The claim was made as borough councillors overwhelmingly approved a retrospective application for the development in Sedgeford on Monday.
But an objector claimed the plan showed "informed disregard for due process" which could not be supported.
The application sought approval for the conversion of outbuildings to form three extra bedrooms and a studio, plus a storage shed, at the property on Fring Road.
West Norfolk Council's planning committee heard the village's parish council had asked one of its ward representatives, Terry Parish to call the scheme in for a committee decision.
In late correspondence ahead of the meeting, the applicant, Kathryn Holt, wrote: " I feel the conduct of the Parish Councillors in taking my very small project to Committee stage amounts to an abuse of their valid powers and smacks of victimisation, intimidation and bullying."
In addressing the committee, Mrs Holt said the parish council's main objections were related to a separate scheme.
But, in a statement read on its behalf, the parish council said development had been undertaken in breach of planning laws and it would have been a "dereliction" of its duties not to submit a robust response to a scheme, which it claimed breached the provisions of its neighbourhood plan.
Mr Parish also defended the parish authority, telling members it had been willing to engage in discussions on the scheme, though none were sought.
He added: "Such informed disregard for due process should not be supported by officers or this committee.

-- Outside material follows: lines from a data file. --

//! `storepilot doctor`: Diagnose setup and endpoint health.

use storepilot_config::AppConfig;
use storepilot_core::inference::InferenceBackend;
use storepilot_core::knowledge::KnowledgeBase;
use storepilot_core::store::{FactStore, KnowledgeStore};
use storepilot_providers::OpenAiCompatClient;

use super::{CmdResult, open_store};

pub async fn run() -> CmdResult {
    println!("🩺 StorePilot Doctor — System Diagnostics");
    println!("=========================================\n");

    let mut issues = 0;

    let config_path = AppConfig::config_dir().join("config.toml");
    if !config_path.exists() {
        println!("  ⚠️  No config file, using defaults. Run `storepilot onboard`");
        issues += 1;
    }

    let config = match AppConfig::load() {
        Ok(config) => {
            println!("  ✅ Config valid");
            config
        }
        Err(e) => {
            println!("  ❌ Config invalid: {e}");
            println!("\n  ⚠️  Fix the config before running further checks.");
            return Ok(());
        }
    };

    println!("     Endpoint: {}", config.endpoint.base_url);
    println!("     Model:    {}", config.endpoint.model);

    let store = open_store(&config);
    match store.load_knowledge_base().await {
        Ok(entries) => match KnowledgeBase::from_entries(entries) {
            Ok(base) if base.is_empty() => {
                println!("  ⚠️  Knowledge base is empty. Chat replies will be ungrounded");
                issues += 1;
            }
            Ok(base) => println!("  ✅ Knowledge base: {} entries", base.len()),
            Err(e) => {
                println!("  ❌ Knowledge base invalid: {e}");
                issues += 1;
            }
        },
        Err(e) => {
            println!("  ❌ Knowledge base unreadable: {e}");
            issues += 1;
        }
    }

    match store.query_fact_rows("0000-01-01", "9999-12-31").await {
        Ok(rows) if rows.is_empty() => {
            println!("  ⚠️  No fact rows imported. Forecasts need history");
            issues += 1;
        }
        Ok(rows) => println!("  ✅ Fact rows: {}", rows.len()),
        Err(e) => {
            println!("  ❌ Fact rows unreadable: {e}");
            issues += 1;
        }
    }

    if config.has_api_key() {
        println!("  ✅ API key configured");
        let client = OpenAiCompatClient::from_config(&config)?;
        match client.health_check().await {
            Ok(true) => println!("  ✅ Endpoint reachable"),
            Ok(false) => {
                println!("  ⚠️  Endpoint answered but did not report healthy");
                issues += 1;
            }
            Err(e) => {
                println!("  ❌ Endpoint check failed: {e}");
                issues += 1;
            }
        }
    } else {
        println!("  ⚠️  No API key configured. Set STOREPILOT_API_KEY or add api_key to config.toml");
        issues += 1;
    }

    println!();
    if issues == 0 {
        println!("  🎉 All checks passed!");
    } else {
        println!("  ⚠️  {issues} issue(s) found. See above for details.");
    }

    Ok(())
}
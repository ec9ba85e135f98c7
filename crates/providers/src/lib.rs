//! Inference endpoint clients for StorePilot.
//!
//! All clients implement the `storepilot_core::InferenceBackend` trait.

pub mod openai_compat;

pub use openai_compat::OpenAiCompatClient;
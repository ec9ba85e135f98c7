//! Starter knowledge base written by `storepilot onboard`.

use storepilot_core::knowledge::KnowledgeEntry;

pub fn default_knowledge_base() -> Vec<KnowledgeEntry> {
    vec![
        KnowledgeEntry::new(
            "kb-price",
            "pricing",
            "价格",
            "商品价格以详情页实时显示为准，参加活动时会自动计算优惠后价格。",
        ),
        KnowledgeEntry::new(
            "kb-shipping",
            "logistics",
            "发货",
            "现货商品付款后 48 小时内发货，预售商品按详情页标注的时间发货。",
        ),
        KnowledgeEntry::new(
            "kb-returns",
            "after_sales",
            "退换货",
            "签收后 7 天内支持无理由退换货，商品需保持完好且不影响二次销售。",
        ),
        KnowledgeEntry::new(
            "kb-warranty",
            "after_sales",
            "保修",
            "整机享受一年官方保修，保修期内非人为损坏免费维修。",
        ),
        KnowledgeEntry::new(
            "kb-invoice",
            "billing",
            "发票",
            "支持开具电子普通发票，下单时填写抬头即可，发货后 3 个工作日内开具。",
        ),
    ]
}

Otherwise, what is the point of it?"
However, committee members voted by 12 to three to accept officers' recommendations to approve the proposal.
But, one of them, Bob Lawton, was unhappy that the committee was being asked to consider a retrospective proposal.
He asked: "When are people going to realise you can't just go ahead and do works without permission from the council? On those grounds, it should be refused."
Assistant director Stuart Ashworth acknowledged the frustration, but said officers had judged the application on its individual merits and the law allowed for retrospective applications to be made.